Senior Communications Manager
Kirk Nahra Discusses Privacy Issues Related to HIPAA and the Common Rule
Kirk J. Nahra, chair of Wiley Rein’s Privacy Practice and co-chair of the Health Care Practice, was quoted in a January 15 Modern Healthcare article, in response to U.S. Senator Tom Coburn’s Wall Street Journal op-ed, criticizing federal health privacy information laws, specifically Health Insurance Portability and Accountability Act (HIPAA). According to the article, Sen. Coburn said that regulations such as HIPAA make it more difficult for researchers to capture, analyze, and share clinical data to help fight the war on cancer.
However, Mr. Nahra said Sen. Coburn is confusing research governed under the Common Rule, which pre-dates HIPAA, and privacy protections under HIPAA itself. “The Common Rule was designed so American health research didn't follow Nazi Germany,” Mr. Nahra said, adding that it focuses on drugs or procedures that affect the body. “We could legitimately debate whether the Common Rule should have anything to do with data, because it’s not touching the body.”
Mr. Nahra pointed out that under HIPAA if a large health care organization, such as Sloan-Kettering, wanted to analyze data from all the patients in its database, it could use those findings internally to improve patient care, but it would not be allowed to publish the results. This doesn’t make sense, Mr Nahra said, so “there are some tweaks (to HIPAA) you can do that would not hurt privacy,” he added.

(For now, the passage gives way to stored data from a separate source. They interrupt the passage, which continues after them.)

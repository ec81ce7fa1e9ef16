//! Error types and handling for sitemap resolution.
//!
//! Every failure in the pipeline maps onto one [`Error`] variant. Failures tied
//! to a single sitemap document carry the reference that produced them, and the
//! resolver wraps them in [`Error::Resolution`] before surfacing them.
//!
//! ## Error Categories
//!
//! - **Fetch errors**: transport failures, timeouts and non-success statuses
//! - **Decompression errors**: malformed or truncated gzip streams
//! - **Parse errors**: malformed XML or an unrecognized root element
//! - **Resolution errors**: any of the above, tagged with the failing reference
//! - **Configuration errors**: invalid limits, depths or config files
//!
//! ```rust
//! use sitemap_core::Error;
//!
//! fn report(err: &Error) {
//!     match err.reference() {
//!         Some(reference) => eprintln!("{reference}: {err} ({})", err.category()),
//!         None => eprintln!("{err} ({})", err.category()),
//!     }
//! }
//!
//! report(&Error::Parse("unexpected root element <html>".to_string()));
//! ```

use thiserror::Error;

/// The main error type for sitemap resolution.
#[derive(Error, Debug)]
pub enum Error {
    /// The HTTP request for a sitemap document failed before a response arrived.
    ///
    /// Covers connection failures, TLS errors, timeouts and body read failures.
    #[error("Fetch failed for '{url}': {source}")]
    Fetch {
        /// Reference that was being fetched.
        url: String,
        /// Underlying transport error.
        #[source]
        source: reqwest::Error,
    },

    /// The server answered with a non-success status.
    #[error("Fetch failed for '{url}': HTTP {status}")]
    HttpStatus {
        /// Reference that was being fetched.
        url: String,
        /// Status code returned by the server.
        status: u16,
    },

    /// A compressed sitemap could not be decoded.
    ///
    /// Raised for malformed gzip data, truncated streams, stream read failures
    /// and documents that exceed the configured size limit once decompressed.
    #[error("Decompression failed for '{url}': {source}")]
    Decompression {
        /// Reference whose body failed to decompress.
        url: String,
        /// Underlying I/O error from the decoder.
        #[source]
        source: std::io::Error,
    },

    /// The document is not a well-formed sitemap.
    ///
    /// Occurs for malformed XML, a root element other than `urlset` or
    /// `sitemapindex`, documents mixing both shapes, and empty documents.
    #[error("Parse error: {0}")]
    Parse(String),

    /// Resolving one reference failed.
    ///
    /// Wraps the underlying fetch, decompression or parse failure together
    /// with the reference that was being resolved.
    #[error("Failed to resolve sitemap '{reference}': {source}")]
    Resolution {
        /// Reference whose resolution failed.
        reference: String,
        /// Underlying cause.
        #[source]
        source: Box<Error>,
    },

    /// A sitemap reference is not an absolute http(s) URL.
    #[error("Invalid URL: {0}")]
    InvalidUrl(String),

    /// Configuration is invalid.
    #[error("Configuration error: {0}")]
    Config(String),

    /// An admission gate was closed while tasks were still waiting on it.
    #[error("Resource limited: {0}")]
    ResourceLimited(String),

    /// A spawned resolution task stopped without producing a result.
    #[error("Task failed: {0}")]
    Task(String),

    /// I/O operation failed while reading configuration.
    #[error("IO error: {0}")]
    Io(#[from] std::io::Error),

    /// Configuration could not be deserialized.
    #[error("Serialization error: {0}")]
    Serialization(String),
}

impl From<toml::de::Error> for Error {
    fn from(err: toml::de::Error) -> Self {
        Self::Serialization(err.to_string())
    }
}

impl From<serde_json::Error> for Error {
    fn from(err: serde_json::Error) -> Self {
        Self::Serialization(err.to_string())
    }
}

impl Error {
    /// Wrap `source` with the reference whose resolution it broke.
    ///
    /// Already-wrapped errors are returned unchanged so the innermost
    /// reference is the one reported.
    #[must_use]
    pub fn resolution(reference: impl Into<String>, source: Self) -> Self {
        match source {
            Self::Resolution { .. } => source,
            other => Self::Resolution {
                reference: reference.into(),
                source: Box::new(other),
            },
        }
    }

    /// The sitemap reference this error is attributed to, if any.
    #[must_use]
    pub fn reference(&self) -> Option<&str> {
        match self {
            Self::Resolution { reference, .. } => Some(reference),
            Self::Fetch { url, .. } | Self::HttpStatus { url, .. } | Self::Decompression { url, .. } => {
                Some(url)
            },
            _ => None,
        }
    }

    /// The innermost cause, looking through [`Error::Resolution`] wrappers.
    #[must_use]
    pub fn root_cause(&self) -> &Self {
        match self {
            Self::Resolution { source, .. } => source.root_cause(),
            other => other,
        }
    }

    /// Check if the error might be recoverable through retry logic.
    ///
    /// Returns `true` for timeouts, connection failures and 5xx/429 statuses.
    /// The resolver itself never retries; this is a hint for callers.
    ///
    /// ```rust
    /// use sitemap_core::Error;
    ///
    /// let busy = Error::HttpStatus { url: "https://x.test/sitemap.xml".into(), status: 503 };
    /// let gone = Error::HttpStatus { url: "https://x.test/sitemap.xml".into(), status: 404 };
    /// assert!(busy.is_recoverable());
    /// assert!(!gone.is_recoverable());
    /// assert!(!Error::Parse("bad root".into()).is_recoverable());
    /// ```
    #[must_use]
    pub fn is_recoverable(&self) -> bool {
        match self {
            Self::Fetch { source, .. } => source.is_timeout() || source.is_connect(),
            Self::HttpStatus { status, .. } => *status == 429 || *status >= 500,
            Self::Resolution { source, .. } => source.is_recoverable(),
            Self::Io(e) | Self::Decompression { source: e, .. } => matches!(
                e.kind(),
                std::io::ErrorKind::TimedOut | std::io::ErrorKind::Interrupted
            ),
            _ => false,
        }
    }

    /// Get the error category as a string identifier.
    ///
    /// [`Error::Resolution`] reports the category of its underlying cause so
    /// callers can tell a network failure from a parse failure without
    /// unwrapping.
    ///
    /// - `"fetch"` - transport failures and HTTP statuses
    /// - `"decompression"` - gzip decoding
    /// - `"parse"` - XML and classification
    /// - `"invalid_url"` - malformed references
    /// - `"config"` - configuration
    /// - `"resource_limited"` - admission gate failures
    /// - `"task"` - panicked or cancelled resolution tasks
    /// - `"io"` / `"serialization"` - config file handling
    #[must_use]
    pub fn category(&self) -> &'static str {
        match self {
            Self::Fetch { .. } | Self::HttpStatus { .. } => "fetch",
            Self::Decompression { .. } => "decompression",
            Self::Parse(_) => "parse",
            Self::Resolution { source, .. } => source.category(),
            Self::InvalidUrl(_) => "invalid_url",
            Self::Config(_) => "config",
            Self::ResourceLimited(_) => "resource_limited",
            Self::Task(_) => "task",
            Self::Io(_) => "io",
            Self::Serialization(_) => "serialization",
        }
    }
}

/// Convenience type alias for `std::result::Result<T, sitemap_core::Error>`.
pub type Result<T> = std::result::Result<T, Error>;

“If what [Coburn] is saying is the regulations are too complicated, I’m generally agreeing with that,” Mr. Nahra said. But Coburn “seems to be espousing a position here where he says we’re going to abandon individual privacy rights because the government can do research that helps people. That’s a bit of a surprising position,” given Coburn's conservative philosophy, he said. “But there are ways of doing that, that don't abandon individual privacy rights,” he concluded.